The factory in the cliff.Our local source tells us that this was the first hydro-electric plant in France, built in the 1870s. One of the turbines no longer works, but the second still spins and produces electricity, although it is damaged and needs some repair. The factory produced precision parts for boats and aeroplanes, particularly screws for propelling boats and high specification engine parts. Our source thinks they may have even have made some parts for Concorde, but he is not sure. The site was chosen for this highly sensitive work because the humidity and temperature in the deep caves into the cliffs above the river is constant. The riverside location is also important because a reliable source of electricity was required for the power lathes used to shape the metal parts. We don't know when the factory closed, or whether it was purpose built for metal working, but it is possible, as smelting and forging have been traditional activities in this area for many centuries. It does not seem unlikely that some forward thinking manufacturer saw the opportunity to take metalworking a step further here in the late 19th century.
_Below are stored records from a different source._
//! Persistent configuration store
//!
//! Durable key-value records grouped into three namespaces (`network`,
//! `bus`, `radio`), one JSON document per namespace on disk. Writes go
//! through a temp-file-then-rename so a crash never leaves a namespace
//! half-written. On first boot the store seeds every namespace with the
//! compiled-in defaults before returning any value.
//!
//! Read faults degrade to defaults; write faults surface to the caller,
//! who must not assume persistence succeeded.

use parking_lot::Mutex;
use serde::{de::DeserializeOwned, Serialize};
use std::fs;
use std::path::{Path, PathBuf};
use std::time::Duration;
use tracing::{debug, info, warn};

use crate::config::{
    BridgeConfig, BusSettings, NetworkSettings, RadioSettings, NAMESPACE_BUS, NAMESPACE_NETWORK,
    NAMESPACE_RADIO,
};
use crate::error::{BridgeError, Result};

/// Marker file written once all namespaces have been seeded with defaults
const INIT_MARKER: &str = ".initialized";

/// Durable namespaced configuration store
///
/// There is exactly one runtime mutator (the ingestion loop never writes;
/// the settings endpoint is the only writer), but reads and writes may race
/// across tasks, so all file access is serialized behind one lock.
pub struct ConfigStore {
    root: PathBuf,
    io_lock: Mutex<()>,
}

impl ConfigStore {
    /// Open the store rooted at `root`, seeding defaults on first boot
    pub fn open(root: impl Into<PathBuf>) -> Result<Self> {
        let root = root.into();
        fs::create_dir_all(&root)?;

        let store = Self {
            root,
            io_lock: Mutex::new(()),
        };

        if !store.root.join(INIT_MARKER).exists() {
            info!("First boot: seeding configuration defaults");
            store.write_namespace(NAMESPACE_NETWORK, &NetworkSettings::default())?;
            store.write_namespace(NAMESPACE_BUS, &BusSettings::default())?;
            store.write_namespace(NAMESPACE_RADIO, &RadioSettings::default())?;
            fs::write(store.root.join(INIT_MARKER), b"1")?;
        }

        Ok(store)
    }

    /// Directory holding the namespace documents
    pub fn root(&self) -> &Path {
        &self.root
    }

    /// Network credentials; defaults on read fault
    pub fn network(&self) -> NetworkSettings {
        self.read_namespace(NAMESPACE_NETWORK)
    }

    /// Bus endpoint settings; defaults on read fault
    pub fn bus(&self) -> BusSettings {
        self.read_namespace(NAMESPACE_BUS)
    }

    /// Radio settings; defaults on read fault
    pub fn radio(&self) -> RadioSettings {
        self.read_namespace(NAMESPACE_RADIO)
    }

    /// Snapshot of every namespace, for the settings endpoint
    pub fn snapshot(&self) -> BridgeConfig {
        BridgeConfig {
            network: self.network(),
            bus: self.bus(),
            radio: self.radio(),
        }
    }

    /// Persist network credentials
    pub fn save_network(&self, settings: &NetworkSettings) -> Result<()> {
        self.write_namespace(NAMESPACE_NETWORK, settings)
    }

    /// Persist bus endpoint settings
    pub fn save_bus(&self, settings: &BusSettings) -> Result<()> {
        self.write_namespace(NAMESPACE_BUS, settings)
    }

    /// Persist radio settings
    pub fn save_radio(&self, settings: &RadioSettings) -> Result<()> {
        self.write_namespace(NAMESPACE_RADIO, settings)
    }

    /// Merge a partial update into the existing records
    ///
    /// Only fields present in the patch change; everything else keeps its
    /// stored value. Each touched namespace is rewritten atomically.
    pub fn apply_patch(&self, patch: &ConfigPatch) -> Result<()> {
        if patch.touches_network() {
            let mut network = self.network();
            if let Some(ssid) = &patch.ssid {
                network.ssid = ssid.clone();
            }
            if let Some(password) = &patch.network_password {
                network.password = password.clone();
            }
            self.save_network(&network)?;
        }

        if patch.touches_bus() {
            let mut bus = self.bus();
            if let Some(host) = &patch.bus_host {
                bus.host = host.clone();
            }
            if let Some(port) = patch.bus_port {
                bus.port = port;
            }
            if let Some(username) = &patch.bus_username {
                bus.username = username.clone();
            }
            if let Some(password) = &patch.bus_password {
                bus.password = password.clone();
            }
            if let Some(client_id) = &patch.bus_client_id {
                bus.client_id = client_id.clone();
            }
            self.save_bus(&bus)?;
        }

        if patch.touches_radio() {
            let mut radio = self.radio();
            if let Some(code) = patch.isolation_code {
                radio.isolation_code = code;
            }
            if let Some(secs) = patch.report_interval_secs {
                radio.report_interval = Duration::from_secs(secs);
            }
            self.save_radio(&radio)?;
        }

        Ok(())
    }

    fn namespace_path(&self, namespace: &str) -> PathBuf {
        self.root.join(format!("{namespace}.json"))
    }

    fn read_namespace<T: DeserializeOwned + Default>(&self, namespace: &str) -> T {
        let _guard = self.io_lock.lock();
        let path = self.namespace_path(namespace);
        match fs::read(&path) {
            Ok(raw) => match serde_json::from_slice(&raw) {
                Ok(value) => value,
                Err(e) => {
                    warn!(namespace, error = %e, "Corrupt namespace record, using defaults");
                    T::default()
                }
            },
            Err(e) => {
                // Absent or unreadable key falls back to defaults
                debug!(namespace, error = %e, "Namespace not readable, using defaults");
                T::default()
            }
        }
    }

    fn write_namespace<T: Serialize>(&self, namespace: &str, value: &T) -> Result<()> {
        let _guard = self.io_lock.lock();
        let path = self.namespace_path(namespace);
        let tmp = self.root.join(format!("{namespace}.json.tmp"));

        let raw = serde_json::to_vec_pretty(value)?;
        fs::write(&tmp, &raw).map_err(|e| BridgeError::StoreWriteFailed {
            namespace: namespace.to_string(),
            reason: e.to_string(),
        })?;
        fs::rename(&tmp, &path).map_err(|e| BridgeError::StoreWriteFailed {
            namespace: namespace.to_string(),
            reason: e.to_string(),
        })?;

        debug!(namespace, "Namespace persisted");
        Ok(())
    }
}

/// Partial configuration update from the settings endpoint
///
/// `None` means "leave the stored value alone".
#[derive(Debug, Clone, Default)]
pub struct ConfigPatch {
    /// New network name
    pub ssid: Option<String>,
    /// New network secret
    pub network_password: Option<String>,
    /// New broker host
    pub bus_host: Option<String>,
    /// New broker port
    pub bus_port: Option<u16>,
    /// New broker user
    pub bus_username: Option<String>,
    /// New broker secret
    pub bus_password: Option<String>,
    /// New broker client identifier
    pub bus_client_id: Option<String>,
    /// New channel-isolation code
    pub isolation_code: Option<u8>,
    /// New reporting interval, in seconds
    pub report_interval_secs: Option<u64>,
}

impl ConfigPatch {
    fn touches_network(&self) -> bool {
        self.ssid.is_some() || self.network_password.is_some()
    }

    fn touches_bus(&self) -> bool {
        self.bus_host.is_some()
            || self.bus_port.is_some()
            || self.bus_username.is_some()
            || self.bus_password.is_some()
            || self.bus_client_id.is_some()
    }

    fn touches_radio(&self) -> bool {
        self.isolation_code.is_some() || self.report_interval_secs.is_some()
    }

    /// Whether the patch changes anything at all
    pub fn is_empty(&self) -> bool {
        !self.touches_network() && !self.touches_bus() && !self.touches_radio()
    }
}

#[cfg(test)]
mod tests {
    use super::*;
    use crate::config::{DEFAULT_BUS_PORT, DEFAULT_ISOLATION_CODE};
    use tempfile::TempDir;

    #[test]
    fn test_first_boot_seeds_defaults() {
        let dir = TempDir::new().unwrap();
        let store = ConfigStore::open(dir.path()).unwrap();

        assert_eq!(store.network(), NetworkSettings::default());
        assert_eq!(store.bus(), BusSettings::default());
        assert_eq!(store.radio(), RadioSettings::default());
        assert!(dir.path().join(".initialized").exists());
    }

    #[test]
    fn test_save_then_reopen_roundtrip() {
        let dir = TempDir::new().unwrap();
        {
            let store = ConfigStore::open(dir.path()).unwrap();
            store
                .save_network(&NetworkSettings {
                    ssid: "home-net".to_string(),
                    password: "hunter2".to_string(),
                })
                .unwrap();
            store
                .save_bus(&BusSettings {
                    host: "broker.local".to_string(),
                    port: 1884,
                    username: "gw".to_string(),
                    password: "secret".to_string(),
                    client_id: "gw-01".to_string(),
                })
                .unwrap();
        }

        // Simulated restart: a fresh store over the same directory
        let store = ConfigStore::open(dir.path()).unwrap();
        let network = store.network();
        assert_eq!(network.ssid, "home-net");
        assert_eq!(network.password, "hunter2");
        let bus = store.bus();
        assert_eq!(bus.host, "broker.local");
        assert_eq!(bus.port, 1884);
        assert_eq!(bus.client_id, "gw-01");
    }

    #[test]
    fn test_corrupt_namespace_degrades_to_defaults() {
        let dir = TempDir::new().unwrap();
        let store = ConfigStore::open(dir.path()).unwrap();
        fs::write(dir.path().join("bus.json"), b"{not json").unwrap();

        assert_eq!(store.bus(), BusSettings::default());
    }

    #[test]
    fn test_patch_merges_instead_of_replacing() {
        let dir = TempDir::new().unwrap();
        let store = ConfigStore::open(dir.path()).unwrap();
        store
            .save_network(&NetworkSettings {
                ssid: "home-net".to_string(),
                password: "hunter2".to_string(),
            })
            .unwrap();
        store
            .save_bus(&BusSettings {
                host: "broker.local".to_string(),
                ..BusSettings::default()
            })
            .unwrap();

        // Save only a new reporting interval
        store
            .apply_patch(&ConfigPatch {
                report_interval_secs: Some(120),
                ..ConfigPatch::default()
            })
            .unwrap();

        assert_eq!(store.network().ssid, "home-net");
        assert_eq!(store.bus().host, "broker.local");
        assert_eq!(store.bus().port, DEFAULT_BUS_PORT);
        assert_eq!(store.radio().report_interval, Duration::from_secs(120));
        assert_eq!(store.radio().isolation_code, DEFAULT_ISOLATION_CODE);
    }

    #[test]
    fn test_partial_bus_patch_keeps_other_fields() {
        let dir = TempDir::new().unwrap();
        let store = ConfigStore::open(dir.path()).unwrap();
        store
            .save_bus(&BusSettings {
                host: "broker.local".to_string(),
                port: 1884,
                username: "gw".to_string(),
                password: "secret".to_string(),
                client_id: "gw-01".to_string(),
            })
            .unwrap();

        store
            .apply_patch(&ConfigPatch {
                bus_host: Some("broker2.local".to_string()),
                ..ConfigPatch::default()
            })
            .unwrap();

        let bus = store.bus();
        assert_eq!(bus.host, "broker2.local");
        assert_eq!(bus.port, 1884);
        assert_eq!(bus.username, "gw");
        assert_eq!(bus.client_id, "gw-01");
    }

    #[test]
    fn test_empty_patch() {
        assert!(ConfigPatch::default().is_empty());
        assert!(!ConfigPatch {
            ssid: Some("x".to_string()),
            ..ConfigPatch::default()
        }
        .is_empty());
    }
}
A couple of weeks ago we drove past and realised that work was being done on the weir. We took a photo for the record, but it was only luck that we happened upon the explanation. The Office Nationale de l'eau et des milieux aquatiques (ONEMA) has carried out a check on the weir and required the owner to install a fish ladder for migrating Atlantic salmon, lamprey, shad, sea trout and eel, and to allow the natural movement of sediment. From its source in the Massif Central, the Creuse runs nearly 300 km to its confluence with the Vienne. The lower section, up to the impassable hydro-electric complex at Eguzon, is potentially accessible to migratory fish. However, this 124km stretch of river has 31 weirs or dams along its route - one every 4 km on average - that slow or block the flow of migrants.
Work underway on the construction of the new fish ladder.The owner was advised in February this year that the work must be completed within 8 months. To force his hand, failure to comply would result in the termination of his contract with EDF (Electricité de France) who buy the power the plant generates. If the work drags on, he will be fined 100 euros a day after the deadline until the work is finished. The owner must comply with the ONEMA regulations by law, but has been given a grant in order to achieve the work, as he has been able to demonstrate his proposed improvements are suitable. The site is one of two top priorities on the Creuse to bring the river management up to modern environmental standards.
This all seems good news, and it will be interesting to see if the migratory fish make it this far. Our local source was extremely skeptical, saying that anglers would catch and eat any salmon that poked its nose into the Creuse long before we ever saw it. Even if the fish don't return, it's still an atmospheric and beautiful place, and we hope it can continue to be maintained in an informed and sustainable way.